For the late Paul Virilio, speed was king in the modern world. The French sociologist contended that technology had outstripped the ability of politicians to legislate or to govern, such that democracy has now effectively been superseded by ‘dromocracy’ – the reign of speed. One only has to think of the new media that have arisen in the internet age, where information is communicated in ever more abbreviated and sensationalised forms, to share something of Virilio’s melancholy. The question is: how do we begin to restore to the broader public the time that is needed for extended, reflective thought – and with it, a democracy in which all members of society can take an informed stance?

With the regular column on Scottish arts that Alan Riach has contributed to the The National since January 2016 – sometimes in collaboration with the painter Alexander Moffat, sometimes handing the reins to the composer and musicologist John Purser – the aim seems precisely to have been that of exerting a little pressure on the brakes of the media juggernaut. These essays offer a broad purview of Scotland’s literature, visual arts, and music, flitting from Dunbar to Duffy, from the ancient Celts to Joan Eardley. Cool and contemplative in tone, they seem to operate at a different pace to the majority of popular arts journalism, with its proclivity for ‘hot takes’. And yet, they have been published in a national daily newspaper.

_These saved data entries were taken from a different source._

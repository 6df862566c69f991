//! Scripted in-memory gateway and demultiplexer for session tests.
//!
//! Every native call is recorded. Operations stay pending until the test
//! completes them through [`Mock`], which returns the [`Signal`] to feed to
//! `Session::on_signal`. In-flight operations are counted per channel.

#![allow(dead_code)]

use std::cell::RefCell;
use std::collections::HashMap;
use std::rc::Rc;

use heci::{
    ClientGuid, Completion, CompletionDemux, ConnectError, ConnectOptions, Demand, DeviceHandle,
    DeviceIo, OsError, Session, SessionEvents, Signal, StartStatus, WaitEvent, WriteMode,
};

pub const DEVICE: &str = "/dev/mei-test";

#[derive(Debug, Clone, Copy, PartialEq, Eq, Hash)]
pub enum Channel {
    Control,
    Read,
    Write,
}

impl Channel {
    fn from_metadata(metadata: &str) -> Option<Self> {
        if metadata.contains("[control]") {
            Some(Channel::Control)
        } else if metadata.contains("[read]") {
            Some(Channel::Read)
        } else if metadata.contains("[write]") {
            Some(Channel::Write)
        } else {
            None
        }
    }
}

/// A native call made by the session.
#[derive(Debug, Clone, PartialEq, Eq)]
pub enum Call {
    Open(String),
    CreateEvent(WaitEvent),
    Register(WaitEvent, &'static str),
    Deregister(WaitEvent),
    StartRead { len: usize },
    StartWrite { data: Vec<u8> },
    StartControl { code: u32, input: Vec<u8>, capacity: usize },
    Completion(WaitEvent),
    CloseEvent(WaitEvent),
    CloseDevice(DeviceHandle),
}

struct Op {
    channel: Channel,
    buffer: Vec<u8>,
    result: Option<Result<u32, OsError>>,
}

#[derive(Default)]
struct State {
    calls: Vec<Call>,
    next_id: usize,
    events: HashMap<Channel, WaitEvent>,
    ops: HashMap<WaitEvent, Op>,
    in_flight: HashMap<Channel, usize>,
    max_in_flight: HashMap<Channel, usize>,
    fail_next: HashMap<Channel, OsError>,
    open_error: Option<OsError>,
    create_event_error: Option<OsError>,
    register_error: Option<OsError>,
}

impl State {
    fn start(&mut self, channel: Channel, event: WaitEvent, buffer: Vec<u8>) -> StartStatus {
        if let Some(error) = self.fail_next.remove(&channel) {
            return StartStatus::Failed(error);
        }
        assert!(
            !self.ops.contains_key(&event),
            "{:?} started while its wait-event was busy",
            channel
        );
        self.ops.insert(
            event,
            Op {
                channel,
                buffer,
                result: None,
            },
        );

        let count = self.in_flight.entry(channel).or_insert(0);
        *count += 1;
        let count = *count;
        let max = self.max_in_flight.entry(channel).or_insert(0);
        *max = (*max).max(count);
        StartStatus::Pending
    }

    fn retire(&mut self, event: WaitEvent) -> Option<Op> {
        let op = self.ops.remove(&event)?;
        if let Some(count) = self.in_flight.get_mut(&op.channel) {
            *count -= 1;
        }
        Some(op)
    }

    fn event(&self, channel: Channel) -> WaitEvent {
        *self
            .events
            .get(&channel)
            .unwrap_or_else(|| panic!("no {:?} wait-event registered", channel))
    }
}

/// Test-side handle on the shared mock state.
#[derive(Clone, Default)]
pub struct Mock(Rc<RefCell<State>>);

impl Mock {
    pub fn new() -> Self {
        Self::default()
    }

    pub fn io(&self) -> MockIo {
        MockIo(Rc::clone(&self.0))
    }

    pub fn demux(&self) -> MockDemux {
        MockDemux(Rc::clone(&self.0))
    }

    pub fn calls(&self) -> Vec<Call> {
        self.0.borrow().calls.clone()
    }

    pub fn count(&self, matches: impl Fn(&Call) -> bool) -> usize {
        self.0.borrow().calls.iter().filter(|c| matches(c)).count()
    }

    /// Payloads handed to `start_write`, in order.
    pub fn written(&self) -> Vec<Vec<u8>> {
        self.0
            .borrow()
            .calls
            .iter()
            .filter_map(|c| match c {
                Call::StartWrite { data } => Some(data.clone()),
                _ => None,
            })
            .collect()
    }

    /// Control codes handed to `start_control`, in order.
    pub fn control_codes(&self) -> Vec<u32> {
        self.0
            .borrow()
            .calls
            .iter()
            .filter_map(|c| match c {
                Call::StartControl { code, .. } => Some(*code),
                _ => None,
            })
            .collect()
    }

    pub fn event(&self, channel: Channel) -> WaitEvent {
        self.0.borrow().event(channel)
    }

    pub fn has_event(&self, channel: Channel) -> bool {
        self.0.borrow().events.contains_key(&channel)
    }

    pub fn is_pending(&self, channel: Channel) -> bool {
        self.in_flight(channel) > 0
    }

    pub fn in_flight(&self, channel: Channel) -> usize {
        self.0.borrow().in_flight.get(&channel).copied().unwrap_or(0)
    }

    pub fn max_in_flight(&self, channel: Channel) -> usize {
        self.0
            .borrow()
            .max_in_flight
            .get(&channel)
            .copied()
            .unwrap_or(0)
    }

    pub fn fail_next_start(&self, channel: Channel, error: OsError) {
        self.0.borrow_mut().fail_next.insert(channel, error);
    }

    pub fn fail_open(&self, error: OsError) {
        self.0.borrow_mut().open_error = Some(error);
    }

    pub fn fail_create_event(&self, error: OsError) {
        self.0.borrow_mut().create_event_error = Some(error);
    }

    pub fn fail_register(&self, error: OsError) {
        self.0.borrow_mut().register_error = Some(error);
    }

    /// Finishes the pending operation on `channel` with `data` as its payload.
    ///
    /// Reads and control requests receive `data` (truncated to their buffer);
    /// writes report their full length as transferred.
    pub fn complete(&self, channel: Channel, data: &[u8]) -> Signal {
        let mut state = self.0.borrow_mut();
        let event = state.event(channel);
        let op = state
            .ops
            .get_mut(&event)
            .unwrap_or_else(|| panic!("no {:?} operation pending", channel));
        let transferred = match channel {
            Channel::Write => op.buffer.len(),
            Channel::Read | Channel::Control => {
                let n = data.len().min(op.buffer.len());
                op.buffer[..n].copy_from_slice(&data[..n]);
                n
            }
        };
        op.result = Some(Ok(transferred as u32));
        Signal::ready(event)
    }

    pub fn complete_control(&self, response: &[u8]) -> Signal {
        self.complete(Channel::Control, response)
    }

    pub fn complete_read(&self, data: &[u8]) -> Signal {
        self.complete(Channel::Read, data)
    }

    pub fn complete_write(&self) -> Signal {
        self.complete(Channel::Write, &[])
    }

    /// Finishes a write having transferred only `n` bytes.
    pub fn complete_write_short(&self, n: u32) -> Signal {
        let mut state = self.0.borrow_mut();
        let event = state.event(Channel::Write);
        let op = state.ops.get_mut(&event).expect("no write pending");
        op.result = Some(Ok(n));
        Signal::ready(event)
    }

    /// Finishes the pending operation with an unretrievable result.
    pub fn complete_with_error(&self, channel: Channel, error: OsError) -> Signal {
        let mut state = self.0.borrow_mut();
        let event = state.event(channel);
        let op = state.ops.get_mut(&event).expect("no operation pending");
        op.result = Some(Err(error));
        Signal::ready(event)
    }

    /// Drops the pending operation and reports an abnormal wait status.
    pub fn abandon(&self, channel: Channel) -> Signal {
        let mut state = self.0.borrow_mut();
        let event = state.event(channel);
        state.retire(event);
        Signal::failed(event, "wait abandoned")
    }
}

pub struct MockIo(Rc<RefCell<State>>);

impl DeviceIo for MockIo {
    fn open_device(&mut self, path: &str) -> Result<DeviceHandle, OsError> {
        let mut state = self.0.borrow_mut();
        state.calls.push(Call::Open(path.to_string()));
        if let Some(error) = state.open_error {
            return Err(error);
        }
        state.next_id += 1;
        Ok(DeviceHandle(1000 + state.next_id))
    }

    fn create_event(&mut self) -> Result<WaitEvent, OsError> {
        let mut state = self.0.borrow_mut();
        if let Some(error) = state.create_event_error {
            return Err(error);
        }
        state.next_id += 1;
        let event = WaitEvent(state.next_id);
        state.calls.push(Call::CreateEvent(event));
        Ok(event)
    }

    fn start_read(&mut self, _device: DeviceHandle, event: WaitEvent, buffer: Vec<u8>) -> StartStatus {
        let mut state = self.0.borrow_mut();
        state.calls.push(Call::StartRead { len: buffer.len() });
        state.start(Channel::Read, event, buffer)
    }

    fn start_write(&mut self, _device: DeviceHandle, event: WaitEvent, data: Vec<u8>) -> StartStatus {
        let mut state = self.0.borrow_mut();
        state.calls.push(Call::StartWrite { data: data.clone() });
        state.start(Channel::Write, event, data)
    }

    fn start_control(
        &mut self,
        _device: DeviceHandle,
        event: WaitEvent,
        code: u32,
        input: Vec<u8>,
        output: Vec<u8>,
    ) -> StartStatus {
        let mut state = self.0.borrow_mut();
        state.calls.push(Call::StartControl {
            code,
            input,
            capacity: output.len(),
        });
        state.start(Channel::Control, event, output)
    }

    fn completion(&mut self, _device: DeviceHandle, event: WaitEvent) -> Completion {
        let mut state = self.0.borrow_mut();
        state.calls.push(Call::Completion(event));
        match state.ops.get(&event).map(|op| op.result.is_some()) {
            Some(true) => {
                let op = state.retire(event).expect("operation vanished");
                Completion {
                    buffer: op.buffer,
                    result: op.result.expect("result checked above"),
                }
            }
            _ => Completion::failed(Vec::new(), OsError(996)),
        }
    }

    fn close_event(&mut self, event: WaitEvent) {
        let mut state = self.0.borrow_mut();
        state.calls.push(Call::CloseEvent(event));
        state.retire(event);
    }

    fn close_device(&mut self, device: DeviceHandle) {
        self.0.borrow_mut().calls.push(Call::CloseDevice(device));
    }
}

pub struct MockDemux(Rc<RefCell<State>>);

impl CompletionDemux for MockDemux {
    fn register(&mut self, event: WaitEvent, metadata: &'static str) -> Result<(), OsError> {
        let mut state = self.0.borrow_mut();
        state.calls.push(Call::Register(event, metadata));
        if let Some(error) = state.register_error {
            return Err(error);
        }
        if let Some(channel) = Channel::from_metadata(metadata) {
            state.events.insert(channel, event);
        }
        Ok(())
    }

    fn deregister(&mut self, event: WaitEvent) {
        self.0.borrow_mut().calls.push(Call::Deregister(event));
    }
}

/// A notification observed by [`Recorder`].
#[derive(Debug, Clone, PartialEq, Eq)]
pub enum Note {
    Connected(u32),
    Error(ConnectError),
    Data(Vec<u8>),
    End,
}

/// [`SessionEvents`] sink that records every notification.
pub struct Recorder {
    pub notes: Vec<Note>,
    pub demand: Demand,
    pub panic_on_data: bool,
}

impl Recorder {
    pub fn new() -> Self {
        Self {
            notes: Vec::new(),
            demand: Demand::More,
            panic_on_data: false,
        }
    }

    pub fn data(&self) -> Vec<Vec<u8>> {
        self.notes
            .iter()
            .filter_map(|n| match n {
                Note::Data(d) => Some(d.clone()),
                _ => None,
            })
            .collect()
    }

    pub fn ends(&self) -> usize {
        self.notes.iter().filter(|n| **n == Note::End).count()
    }
}

impl SessionEvents for Recorder {
    fn on_connected(&mut self, max_message_size: u32) {
        self.notes.push(Note::Connected(max_message_size));
    }

    fn on_error(&mut self, error: &ConnectError) {
        self.notes.push(Note::Error(error.clone()));
    }

    fn on_data(&mut self, data: &[u8]) -> Demand {
        self.notes.push(Note::Data(data.to_vec()));
        if self.panic_on_data {
            panic!("consumer exploded");
        }
        self.demand
    }

    fn on_end(&mut self) {
        self.notes.push(Note::End);
    }
}

pub type TestSession = Session<MockIo, MockDemux, Recorder>;

/// A fresh, disconnected session over a new mock.
pub fn session() -> (TestSession, Mock) {
    let mock = Mock::new();
    let session = Session::new(mock.io(), mock.demux(), DEVICE, Recorder::new());
    (session, mock)
}

/// A session connected to AMT with the given write mode and maximum message size.
pub fn connected(write_mode: WriteMode, max_message_size: u32) -> (TestSession, Mock) {
    let (mut session, mock) = session();
    session
        .connect(
            ClientGuid::AMT,
            ConnectOptions::default().with_write_mode(write_mode),
        )
        .unwrap();
    let signal = mock.complete_control(&max_message_size.to_ne_bytes());
    session.on_signal(signal);
    assert!(session.is_connected());
    (session, mock)
}
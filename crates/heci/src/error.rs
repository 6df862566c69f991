//! Error types for the session engine.
//!
//! Failures are split by how they reach the caller:
//!
//! - [`SessionError`] is returned synchronously for precondition violations
//!   detected before any native I/O is attempted.
//! - [`ConnectError`] is delivered through [`SessionEvents::on_error`] once an
//!   asynchronous connect handshake fails.
//! - [`IoFailure`] describes a failed read, write or control operation. It is
//!   passed to control callbacks and kept on the session as its last error.
//!
//! [`SessionEvents::on_error`]: crate::session::SessionEvents::on_error

use std::fmt;

use thiserror::Error;

/// Raw platform error code (`GetLastError()` on Windows, `errno` elsewhere).
#[derive(Debug, Clone, Copy, PartialEq, Eq, Hash)]
pub struct OsError(pub i32);

impl OsError {
    /// Captures the calling thread's last platform error.
    pub fn last() -> Self {
        Self(std::io::Error::last_os_error().raw_os_error().unwrap_or(0))
    }

    /// Returns the raw code.
    pub fn code(self) -> i32 {
        self.0
    }
}

impl fmt::Display for OsError {
    fn fmt(&self, f: &mut fmt::Formatter<'_>) -> fmt::Result {
        write!(f, "os error {}", self.0)
    }
}

impl From<std::io::Error> for OsError {
    fn from(err: std::io::Error) -> Self {
        // Errors synthesized without an OS code (e.g. short buffers) map to -1.
        Self(err.raw_os_error().unwrap_or(-1))
    }
}

impl From<OsError> for std::io::Error {
    fn from(err: OsError) -> Self {
        std::io::Error::from_raw_os_error(err.0)
    }
}

/// The native operation an [`IoFailure`] refers to.
#[derive(Debug, Clone, Copy, PartialEq, Eq)]
pub enum Operation {
    Read,
    Write,
    Control,
}

impl fmt::Display for Operation {
    fn fmt(&self, f: &mut fmt::Formatter<'_>) -> fmt::Result {
        let name = match self {
            Operation::Read => "read",
            Operation::Write => "write",
            Operation::Control => "control",
        };
        f.write_str(name)
    }
}

/// Failure of a single asynchronous operation.
#[derive(Debug, Clone, PartialEq, Eq, Error)]
pub enum IoFailure {
    /// The demultiplexer reported an abnormal wait status.
    #[error("wait failed: {0}")]
    Wait(String),

    /// The operation completed but its result could not be retrieved.
    #[error("overlapped error: {0}")]
    Overlapped(OsError),

    /// The operation was rejected when it was started.
    #[error("failed to start {op}: {error}")]
    Start {
        /// Which channel the operation belonged to.
        op: Operation,
        /// Platform error reported by the start call.
        error: OsError,
    },

    /// The device or one of its wait-events could not be acquired.
    #[error("device unavailable: {0}")]
    Device(String),
}

/// Asynchronous connect handshake failure.
#[derive(Debug, Clone, PartialEq, Eq, Error)]
pub enum ConnectError {
    /// The connect control request itself failed.
    #[error("HECI connection error [{0}]")]
    Rejected(IoFailure),

    /// The response was too short to carry the maximum message size.
    #[error("HECI connection error [INVALID RESPONSE: {len} bytes]")]
    InvalidResponse {
        /// Number of response bytes received.
        len: usize,
    },

    /// Wait-events for the data channels could not be created.
    #[error("HECI connection error [{0}]")]
    Resources(IoFailure),
}

/// Synchronous precondition failures reported by session operations.
#[derive(Debug, Clone, PartialEq, Eq, Error)]
pub enum SessionError {
    /// The operation requires an established connection.
    #[error("not connected")]
    NotConnected,

    /// `connect` was called while a connection exists or is being negotiated.
    #[error("session is already connected or connecting")]
    AlreadyConnected,

    /// The session has been torn down and is permanently inert.
    #[error("session is closed")]
    Closed,

    /// A chunk exceeds the negotiated maximum message size.
    #[error("buffer too large: {size} bytes exceeds maximum of {max} bytes")]
    MessageTooLarge {
        /// Size of the rejected chunk.
        size: usize,
        /// Negotiated maximum message size.
        max: usize,
    },

    /// The write channel failed earlier and no longer accepts chunks.
    #[error("write channel failed: {0}")]
    WriteFailed(IoFailure),
}

/// Result type alias for session operations.
pub type Result<T> = std::result::Result<T, SessionError>;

A readership of tens of thousands in Scotland has been exposed weekly, over the last three years, to serious, measured cultural criticism.

There is a certain infectious glee at this fact in the introduction to the Arts and the Nation, which brings together a selection of essays published during the first year of this project. ‘No other daily newspaper on Britain has covered arts subjects to such an extent and so regularly’, we’re told – and Riach irreverently takes as an epigraph a quote from Michael Gove, affirming that ‘The National is without a doubt the worst newspaper in the world’. However, underlying this jollity is the sincere conviction that, by reclaiming popular media in this way, it’s not too late to effectively reverse Virilio’s terms. If you can slow things down – if you can carve out little pockets of time for reflective calm, amid the otherwise incessant torrent of news – you further the cause of democracy in Scotland. Or, as Riach has it: ‘Democracy educates, and education democratises. Otherwise, both fail.’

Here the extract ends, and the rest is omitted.